Таким образом, в зрелой чеховской прозе наряду с частичным сходством сюжетных ситуаций способы реализации мифологемы болезни становятся принципиально иными, чем в ранних рассказах. В повествовании новелл зрелого периода в отличие от ранней прозы игра со словом, реализующаяся в развертывании поговорочных метафор, несовпадении фраз, уходит в подтекст, в то время как определяющим становится решение глубоких философских проблем.
Примечания
1. Об изменившейся манере повествования А. Чехова в конце 80-х — начале 90-х писали многие исследователи, используя различные термины (А.П. Чудаков, В.Б. Катаев, И.Н. Сухих). О драматизме как «эстетической доминанте зрелого творчества Чехова» в работе В.И. Тюпы «Художественность чеховского рассказа» (М., 1989. С. 79).

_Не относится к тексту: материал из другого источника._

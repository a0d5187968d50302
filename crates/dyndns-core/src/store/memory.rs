// # Memory Config Store
//
// In-memory implementation of ConfigStore. Nothing survives a restart.
// Useful for tests and embedders that manage persistence themselves.

use async_trait::async_trait;
use std::sync::Arc;
use tokio::sync::RwLock;

use crate::Error;
use crate::config::MonitorConfig;
use crate::traits::config_store::ConfigStore;

/// In-memory configuration store
#[derive(Debug, Clone, Default)]
pub struct MemoryConfigStore {
    inner: Arc<RwLock<Option<MonitorConfig>>>,
}

impl MemoryConfigStore {
    /// Create an empty store
    pub fn new() -> Self {
        Self::default()
    }

    /// Create a store pre-populated with `config`
    pub fn with_config(config: MonitorConfig) -> Self {
        Self {
            inner: Arc::new(RwLock::new(Some(config))),
        }
    }
}

#[async_trait]
impl ConfigStore for MemoryConfigStore {
    async fn load(&self) -> Result<Option<MonitorConfig>, Error> {
        Ok(self.inner.read().await.clone())
    }

    async fn save(&self, config: &MonitorConfig) -> Result<(), Error> {
        *self.inner.write().await = Some(config.clone());
        Ok(())
    }
}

2. О чеховской новелле зрелого периода см.: Видуэцкая И.П. Способы создания иллюзии реальности в прозе зрелого Чехова // В творческой лаборатории Чехова. М., 1974. С. 279—296; Скафтымов А.П. Статьи о русской литературе. Саратов, 1958; Богданов В.А. Лабиринт сцеплений: Введение в поэтику и проблемы чеховской новеллы. М., 1986; Кузнецова М.В. Творческая эволюция Чехова. Томск, 1978; Катаев В. Литературные связи Чехова. М., 1989;.Разумова Н.Е. Повесть А.П. Чехова «Дуэль»: дуэль в большом мире // Русская повесть как форма времени: Сборник статей. Томск, 2002. С. 238—249.
3. Приемная дочь Николая Степановича Катя также является носителем проницательного ума и представляет критический взгляд на мир, однако ее образ дан через восприятие профессора, а ее сомнения и размышления остаются за текстом. Это позволяет говорить об опосредованной роли этого образа в постановке проблем: Катя — это двойник, который оттеняет образ Николая Степановича и заставляет задуматься над жизнью.
4. Если в более раннем рассказе «Беглец» образ безымянного доктора создается в иронично-сниженной манере, то в представлении образа Григория Ивановича Овчинникова («Неприятность») появляется иная тональность: с его фигурой в рассказах вводится тема усталости и неудовлетворенности собственной профессией. Таким образом, логичнее говорить не о сближении персонажей, а о соотношении функции образов врачевателей.
5. О соотношении еда-жертвоприношение см. также: Фрейденберг О.М. Поэтика сюжета и жанра. М., 1997.
6. Для Чехова авторитетность медицины сохраняется, если она является частью более широкого представления о мире, если она становится не ремеслом, а искусством, в результате и доктор становится настоящим мастером, если в процессе лечения для него сфера телесного неотделима от сферы Духа. О необходимости подобного осмысления заявлял Чехов и в письмах: «А если знаешь, как велико сходство между телесными и душевными болезнями, и когда знаешь, что те и другие болезни лечатся одними и теми же лекарствами, поневоле захочешь не отделять душу от тела» (П, 3, 208).
7. О трансформации мотива в текстах Чехова см.: Козубовская Г.П. Мотив мертвого жениха в прозе А.П. Чехова // Культура и текст-2005: Сборник научных трудов Международной конференции: В 3 т. Т. 2. СПб.; Самара; Барнаул, 2005. С. 191—207.